First, a quick introduction to the shop. Located in Stockbridge the Living & Giving shop is one of a kind in Scotland. Based on a concept by Mary Portas (her off the telly with the ginger bob), these stores are designed to be community hubs. This shop is also part of Save the Children’s community stores which are entirely run by volunteers. Everything from the banking to the rotas are done by volunteers, including the visual merchandising.
The team meets once a week on a Thursday evening with weeks alternating between planning and changing the window display. Every display is planned with a clear theme in mind. I went along for a few meetings and helped to plan the back-to-basics Save the Children theme.
After a quick bit of brainstorming we set about making backgrounds to hang in the window to create coherence and make it stand out. One of the team had the idea to do kid’s drawing – perfect for the theme and resulted in a pretty fun hour drawing on the floor. They then drew up a planogram and shared it with the rest of the team via their Facebook group so we could get right into changing the window the following week.

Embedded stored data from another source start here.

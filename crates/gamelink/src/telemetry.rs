//! # Metrics
//!
//! Optional OpenTelemetry instruments for the RPC client and the task pool.
//!
//! With the `metrics` feature enabled, the host process passes a [`Meter`] to
//! [`install_metrics`] once at startup; recording functions are no-ops until
//! then. Without the feature every recording function compiles to nothing and
//! the crate does not depend on `opentelemetry` at all.
//!
//! | Instrument | Kind | Meaning |
//! |---|---|---|
//! | `rpc_calls` | counter | Unary and stream calls issued |
//! | `rpc_call_errors` | counter | Failed calls, labelled by `kind` |
//! | `rpc_call_duration` | histogram (ms) | End-to-end unary call latency |
//! | `rpc_streams_opened` | counter | Streams opened |
//! | `rpc_dials` | counter | Dial attempts |
//! | `task_jobs_dispatched` | counter | Jobs handed to a worker |
//! | `task_jobs_inflight` | up/down counter | Jobs accepted but not finished |

#[cfg(feature = "metrics")]
use opentelemetry::{
    KeyValue,
    metrics::{Counter, Histogram, Meter, UpDownCounter},
};
#[cfg(feature = "metrics")]
use std::sync::OnceLock;

#[cfg(feature = "metrics")]
static CALLS: OnceLock<Counter<u64>> = OnceLock::new();
#[cfg(feature = "metrics")]
static CALL_ERRORS: OnceLock<Counter<u64>> = OnceLock::new();
#[cfg(feature = "metrics")]
static CALL_DURATION_MS: OnceLock<Histogram<f64>> = OnceLock::new();
#[cfg(feature = "metrics")]
static STREAMS_OPENED: OnceLock<Counter<u64>> = OnceLock::new();
#[cfg(feature = "metrics")]
static DIALS: OnceLock<Counter<u64>> = OnceLock::new();
#[cfg(feature = "metrics")]
static JOBS_DISPATCHED: OnceLock<Counter<u64>> = OnceLock::new();
#[cfg(feature = "metrics")]
static JOBS_INFLIGHT: OnceLock<UpDownCounter<i64>> = OnceLock::new();

/// Register every instrument on `meter`. Later calls are ignored.
#[cfg(feature = "metrics")]
pub fn install_metrics(meter: &Meter) {
    let _ = CALLS.set(
        meter
            .u64_counter("rpc_calls")
            .with_description("Unary and stream calls issued")
            .build(),
    );

    let _ = CALL_ERRORS.set(
        meter
            .u64_counter("rpc_call_errors")
            .with_description("Failed calls by error kind")
            .build(),
    );

    let _ = CALL_DURATION_MS.set(
        meter
            .f64_histogram("rpc_call_duration")
            .with_unit("ms")
            .with_description("End-to-end unary call duration")
            .build(),
    );

    let _ = STREAMS_OPENED.set(
        meter
            .u64_counter("rpc_streams_opened")
            .with_description("Bidirectional streams opened")
            .build(),
    );

    let _ = DIALS.set(
        meter
            .u64_counter("rpc_dials")
            .with_description("Node dial attempts")
            .build(),
    );

    let _ = JOBS_DISPATCHED.set(
        meter
            .u64_counter("task_jobs_dispatched")
            .with_description("Jobs handed to a pool worker")
            .build(),
    );

    let _ = JOBS_INFLIGHT.set(
        meter
            .i64_up_down_counter("task_jobs_inflight")
            .with_description("Jobs accepted but not yet finished")
            .build(),
    );
}

#[cfg(feature = "metrics")]
pub fn increment_calls() {
    if let Some(counter) = CALLS.get() {
        counter.add(1, &[]);
    }
}

#[cfg(not(feature = "metrics"))]
pub fn increment_calls() {}

#[cfg(feature = "metrics")]
pub fn increment_call_errors(kind: &'static str) {
    if let Some(counter) = CALL_ERRORS.get() {
        counter.add(1, &[KeyValue::new("kind", kind)]);
    }
}

#[cfg(not(feature = "metrics"))]
pub fn increment_call_errors(_kind: &'static str) {}

#[cfg(feature = "metrics")]
pub fn record_call_duration(duration_ms: f64) {
    if let Some(histogram) = CALL_DURATION_MS.get() {
        histogram.record(duration_ms, &[]);
    }
}

#[cfg(not(feature = "metrics"))]
pub fn record_call_duration(_duration_ms: f64) {}

#[cfg(feature = "metrics")]
pub fn increment_streams_opened() {
    if let Some(counter) = STREAMS_OPENED.get() {
        counter.add(1, &[]);
    }
}

#[cfg(not(feature = "metrics"))]
pub fn increment_streams_opened() {}

#[cfg(feature = "metrics")]
pub fn increment_dials() {
    if let Some(counter) = DIALS.get() {
        counter.add(1, &[]);
    }
}

#[cfg(not(feature = "metrics"))]
pub fn increment_dials() {}

#[cfg(feature = "metrics")]
pub fn increment_jobs_dispatched() {
    if let Some(counter) = JOBS_DISPATCHED.get() {
        counter.add(1, &[]);
    }
}

#[cfg(not(feature = "metrics"))]
pub fn increment_jobs_dispatched() {}

#[cfg(feature = "metrics")]
pub fn add_jobs_inflight(delta: i64) {
    if let Some(counter) = JOBS_INFLIGHT.get() {
        counter.add(delta, &[]);
    }
}

#[cfg(not(feature = "metrics"))]
pub fn add_jobs_inflight(_delta: i64) {}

I was given the task of making a dress for a mannequin using Save the Children bags and stickers and a little bit of red ribbon. I think I did OK!
Meanwhile, there’s nothing else for it, you gotta climb in that window and get sticking, hanging, cutting and adjusting…
…And more adjusting. And looking. And adjusting. Until it’s perfect.
In keeping with the brand, we went for a red and white theme and used the words “Donate”, “Volunteer” and “Care” to really drive the message home alongside collection buckets and children’s soft toys. A lot of the fine details such as the clothing and the toys purely depend on what is in the shop at the time but we managed to achieve our overall goal.
Sadly I don’t have a picture of the windows in the daytime but I think you can agree it’s fairly striking?
Overall, I was really impressed at the freedom that Save the Children gives it’s volunteers to do something like this. The window display is a real point of pride in the shop and the team work really hard to keep it looking good. Stockbridge has a lot of fab charity shops so they use the displays to stand out and draw people into the shop and they do this with aplomb. For only 2 hours a week I was able to contribute to this fantastic store and it gave me a real sense of pride to see what we put together.
As well as contributing to the charity using your time and skills, this is also a fantastic opportunity to gain experience if you are interested in retail, design, merchandising etc. Or even if you are just looking for a creative output or to meet new people. It doesn’t take a huge commitment and you might be surprised at what kind of stuff you might get to do by approaching your local charity shop. I definitely want to continue with the Visual Merchandising team. And 2 hours after work on a Thursday – I’m sure I can manage that!